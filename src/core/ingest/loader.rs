//! Document loading.
//!
//! Turns a file path into raw per-page text. The PDF loader wraps
//! `pdf-extract`; anything that can produce an ordered list of page
//! strings can stand in for it through [`DocumentLoader`].
//!
//! Choosing *which* document to load when the caller gives no path is
//! a separate, caller-side concern handled by [`resolve_document`].

use std::fs;
use std::path::{Path, PathBuf};

use crate::core::error::{FolioError, Result};

/// Source of raw page text for a document.
pub trait DocumentLoader: Send + Sync {
    /// Return raw (unnormalized) text for every page, in reading order.
    fn load_pages(&self, path: &Path) -> Result<Vec<String>>;
}

/// PDF loader backed by `pdf-extract`
#[derive(Debug, Default, Clone, Copy)]
pub struct PdfLoader;

impl PdfLoader {
    pub fn new() -> Self {
        Self
    }

    fn check_path(path: &Path) -> Result<()> {
        if !path.exists() {
            return Err(FolioError::FileNotFound(path.to_path_buf()));
        }

        let is_pdf = path
            .extension()
            .and_then(|ext| ext.to_str())
            .is_some_and(|ext| ext.eq_ignore_ascii_case("pdf"));
        if !is_pdf {
            return Err(FolioError::InvalidFormat(format!(
                "expected a .pdf file, got {}",
                path.display()
            )));
        }

        Ok(())
    }
}

impl DocumentLoader for PdfLoader {
    fn load_pages(&self, path: &Path) -> Result<Vec<String>> {
        Self::check_path(path)?;

        let bytes = fs::read(path)?;
        let pages = pdf_extract::extract_text_from_mem_by_pages(&bytes).map_err(|e| {
            FolioError::InvalidFormat(format!("Failed to parse PDF {}: {e}", path.display()))
        })?;

        tracing::info!("Loaded {} pages from {:?}", pages.len(), path);
        Ok(pages)
    }
}

/// Find the first PDF in `data_dir`, sorted by path.
///
/// Sorting makes the choice deterministic when several PDFs exist.
pub fn find_first_pdf(data_dir: &Path) -> Result<PathBuf> {
    let pattern = data_dir.join("*.pdf");
    let pattern = pattern.to_string_lossy();

    let mut candidates: Vec<PathBuf> = glob::glob(&pattern)
        .map_err(|e| FolioError::ConfigError(format!("Invalid data dir pattern '{pattern}': {e}")))?
        .filter_map(|entry| match entry {
            Ok(path) => Some(path),
            Err(e) => {
                tracing::warn!("Skipping unreadable entry: {}", e);
                None
            }
        })
        .filter(|path| path.is_file())
        .collect();

    candidates.sort();

    candidates
        .into_iter()
        .next()
        .ok_or_else(|| FolioError::FileNotFound(data_dir.join("*.pdf")))
}

/// Pick the document to ingest: the explicit path if given, otherwise
/// the first PDF in `data_dir`.
pub fn resolve_document(explicit: Option<&Path>, data_dir: &Path) -> Result<PathBuf> {
    match explicit {
        Some(path) => Ok(path.to_path_buf()),
        None => {
            let found = find_first_pdf(data_dir)?;
            tracing::debug!("No path given, using {:?}", found);
            Ok(found)
        }
    }
}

◆ ◆ ◆ ◆ ◆

Transcribe each of the records verbatim.

filename src/core/ingest/loader.rs
//! Document loading.
//!
//! Turns a file path into raw per-page text. The PDF loader wraps
//! `pdf-extract`; anything that can produce an ordered list of page
//! strings can stand in for it through [`DocumentLoader`].
//!
//! Choosing *which* document to load when the caller gives no path is
//! a separate, caller-side concern handled by [`resolve_document`].

use std::fs;
use std::path::{Path, PathBuf};

use crate::core::error::{FolioError, Result};

/// Source of raw page text for a document.
pub trait DocumentLoader: Send + Sync {
    /// Return raw (unnormalized) text for every page, in reading order.
    fn load_pages(&self, path: &Path) -> Result<Vec<String>>;
}

/// PDF loader backed by `pdf-extract`
#[derive(Debug, Default, Clone, Copy)]
pub struct PdfLoader;

impl PdfLoader {
    pub fn new() -> Self {
        Self
    }

    fn check_path(path: &Path) -> Result<()> {
        if !path.exists() {
            return Err(FolioError::FileNotFound(path.to_path_buf()));
        }

        let is_pdf = path
            .extension()
            .and_then(|ext| ext.to_str())
            .is_some_and(|ext| ext.eq_ignore_ascii_case("pdf"));
        if !is_pdf {
            return Err(FolioError::InvalidFormat(format!(
                "expected a .pdf file, got {}",
                path.display()
            )));
        }

        Ok(())
    }
}

impl DocumentLoader for PdfLoader {
    fn load_pages(&self, path: &Path) -> Result<Vec<String>> {
        Self::check_path(path)?;

        let bytes = fs::read(path)?;
        let pages = pdf_extract::extract_text_from_mem_by_pages(&bytes).map_err(|e| {
            FolioError::InvalidFormat(format!("Failed to parse PDF {}: {e}", path.display()))
        })?;

        tracing::info!("Loaded {} pages from {:?}", pages.len(), path);
        Ok(pages)
    }
}

/// Find the first PDF in `data_dir`, sorted by path.
///
/// Sorting makes the choice deterministic when several PDFs exist.
pub fn find_first_pdf(data_dir: &Path) -> Result<PathBuf> {
    let pattern = data_dir.join("*.pdf");
    let pattern = pattern.to_string_lossy();

    let mut candidates: Vec<PathBuf> = glob::glob(&pattern)
        .map_err(|e| FolioError::ConfigError(format!("Invalid data dir pattern '{pattern}': {e}")))?
        .filter_map(|entry| match entry {
            Ok(path) => Some(path),
            Err(e) => {
                tracing::warn!("Skipping unreadable entry: {}", e);
                None
            }
        })
        .filter(|path| path.is_file())
        .collect();

    candidates.sort();

    candidates
        .into_iter()
        .next()
        .ok_or_else(|| FolioError::FileNotFound(data_dir.join("*.pdf")))
}

/// Pick the document to ingest: the explicit path if given, otherwise
/// the first PDF in `data_dir`.
pub fn resolve_document(explicit: Option<&Path>, data_dir: &Path) -> Result<PathBuf> {
    match explicit {
        Some(path) => Ok(path.to_path_buf()),
        None => {
            let found = find_first_pdf(data_dir)?;
            tracing::debug!("No path given, using {:?}", found);
            Ok(found)
        }
    }
}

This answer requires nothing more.